Hej Hej!  That's Swedish for hello! Hello!  My family and I took a trip to Sweden a couple of weeks ago and it was so gorgeous.  We stayed on the Island of Vaxholm and took ferry rides out to different islands and to Stockholm.  (I discovered that Sweden has an archipelago several years ago when my boss visited there.)  The shoreline and coast of Vaxholm was so similar to the coast line of Maine it was like I was visiting home.  I definitely could live there.  The Swedish people know their boats--we took a rented boat ride around the island by Beorn who built his own steam boat from mahogany wood and Siberian larch.  It had the feel of a train.  We ate lots of silky salmon and herring, pickled and fresh.  The fresh was so good--I'm on a quest to find local herring and make my own sauces for it.  I also purchased a rolling pin to make knickebrod--the crispy rye bread that went with everything. 

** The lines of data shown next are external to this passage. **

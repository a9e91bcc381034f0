//! In-process collaborators for tests and local runs
//!
//! Each instance is independent; tests build a fresh one rather than sharing
//! a process-wide store.

use async_trait::async_trait;
use std::collections::{HashMap, VecDeque};
use std::sync::atomic::{AtomicBool, Ordering};
use std::sync::{Mutex, MutexGuard};
use std::time::Duration;
use tokio::time::Instant;
use uuid::Uuid;

use crate::error::InfrastructureError;
use crate::store::{BlobStore, JobQueue, StatusStore, StatusWrite};
use crate::types::{JobDescriptor, StatusRecord};

fn lock<T>(mutex: &Mutex<T>) -> MutexGuard<'_, T> {
    mutex.lock().unwrap_or_else(|poisoned| poisoned.into_inner())
}

fn check_available(flag: &AtomicBool, what: &str) -> Result<(), InfrastructureError> {
    if flag.load(Ordering::SeqCst) {
        return Err(InfrastructureError::Unavailable(format!("{} unavailable", what)));
    }
    Ok(())
}

/// Status store with the same monotonic-write and TTL rules as Redis
pub struct MemoryStatusStore {
    ttl: Duration,
    records: Mutex<HashMap<Uuid, (StatusRecord, Instant)>>,
    unavailable: AtomicBool,
}

impl MemoryStatusStore {
    pub fn new(ttl: Duration) -> Self {
        Self {
            ttl,
            records: Mutex::new(HashMap::new()),
            unavailable: AtomicBool::new(false),
        }
    }

    /// Make every call fail, simulating an unreachable store
    pub fn set_unavailable(&self, unavailable: bool) {
        self.unavailable.store(unavailable, Ordering::SeqCst);
    }
}

#[async_trait]
impl StatusStore for MemoryStatusStore {
    async fn put(
        &self,
        job_id: Uuid,
        record: &StatusRecord,
    ) -> Result<StatusWrite, InfrastructureError> {
        check_available(&self.unavailable, "status store")?;

        let now = Instant::now();
        let mut records = lock(&self.records);
        if let Some((current, expires_at)) = records.get(&job_id) {
            if *expires_at > now && !current.status.can_transition_to(record.status) {
                return Ok(StatusWrite::Superseded {
                    current: current.status,
                });
            }
        }

        records.insert(job_id, (record.clone(), now + self.ttl));
        Ok(StatusWrite::Applied)
    }

    async fn get(&self, job_id: Uuid) -> Result<Option<StatusRecord>, InfrastructureError> {
        check_available(&self.unavailable, "status store")?;

        let mut records = lock(&self.records);
        match records.get(&job_id) {
            Some((record, expires_at)) if *expires_at > Instant::now() => Ok(Some(record.clone())),
            Some(_) => {
                records.remove(&job_id);
                Ok(None)
            }
            None => Ok(None),
        }
    }
}

#[derive(Default)]
pub struct MemoryBlobStore {
    blobs: Mutex<HashMap<String, Vec<u8>>>,
    unavailable: AtomicBool,
}

impl MemoryBlobStore {
    pub fn new() -> Self {
        Self::default()
    }

    pub fn set_unavailable(&self, unavailable: bool) {
        self.unavailable.store(unavailable, Ordering::SeqCst);
    }

    pub fn contains(&self, key: &str) -> bool {
        lock(&self.blobs).contains_key(key)
    }

    pub fn len(&self) -> usize {
        lock(&self.blobs).len()
    }

    pub fn is_empty(&self) -> bool {
        self.len() == 0
    }
}

#[async_trait]
impl BlobStore for MemoryBlobStore {
    async fn put(&self, key: &str, bytes: &[u8]) -> Result<(), InfrastructureError> {
        check_available(&self.unavailable, "blob store")?;
        lock(&self.blobs).insert(key.to_string(), bytes.to_vec());
        Ok(())
    }

    async fn get(&self, key: &str) -> Result<Vec<u8>, InfrastructureError> {
        check_available(&self.unavailable, "blob store")?;
        lock(&self.blobs)
            .get(key)
            .cloned()
            .ok_or_else(|| InfrastructureError::BlobNotFound(key.to_string()))
    }

    async fn delete(&self, key: &str) -> Result<(), InfrastructureError> {
        check_available(&self.unavailable, "blob store")?;
        lock(&self.blobs).remove(key);
        Ok(())
    }
}

/// FIFO queue of raw payloads
#[derive(Default)]
pub struct MemoryQueue {
    payloads: Mutex<VecDeque<String>>,
}

impl MemoryQueue {
    pub fn new() -> Self {
        Self::default()
    }

    /// Enqueue an arbitrary payload, well-formed or not
    pub fn push_raw(&self, payload: impl Into<String>) {
        lock(&self.payloads).push_back(payload.into());
    }
}

#[async_trait]
impl JobQueue for MemoryQueue {
    async fn enqueue(&self, descriptor: &JobDescriptor) -> Result<(), InfrastructureError> {
        let payload = serde_json::to_string(descriptor)?;
        self.push_raw(payload);
        Ok(())
    }

    async fn dequeue_batch(
        &self,
        max: usize,
        wait: Duration,
    ) -> Result<Vec<String>, InfrastructureError> {
        let take = |queue: &Mutex<VecDeque<String>>| {
            let mut payloads = lock(queue);
            let n = max.min(payloads.len());
            payloads.drain(..n).collect::<Vec<_>>()
        };

        let batch = take(&self.payloads);
        if !batch.is_empty() || wait.is_zero() {
            return Ok(batch);
        }

        tokio::time::sleep(wait).await;
        Ok(take(&self.payloads))
    }

    async fn depth(&self) -> Result<u64, InfrastructureError> {
        Ok(lock(&self.payloads).len() as u64)
    }
}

The flight home was fine but eight hours--lots of movie watching.  I got a strange sort of domestic surge when I got home--cleaning out pantry cupboards and canning blueberry conserve, peach jam and chutney.  The chutney didn't work out though and I had to ultimately toss it--after making three attempts to adjust the recipe and get it taste of something other than mustard seed and vinegar.  Maybe next year I'll try chutney again. I did manage to make some yummy gravlax:  cured salmon in my own fridge.  Here's an open face sandwich on my regular homemade bread.  It was yummy!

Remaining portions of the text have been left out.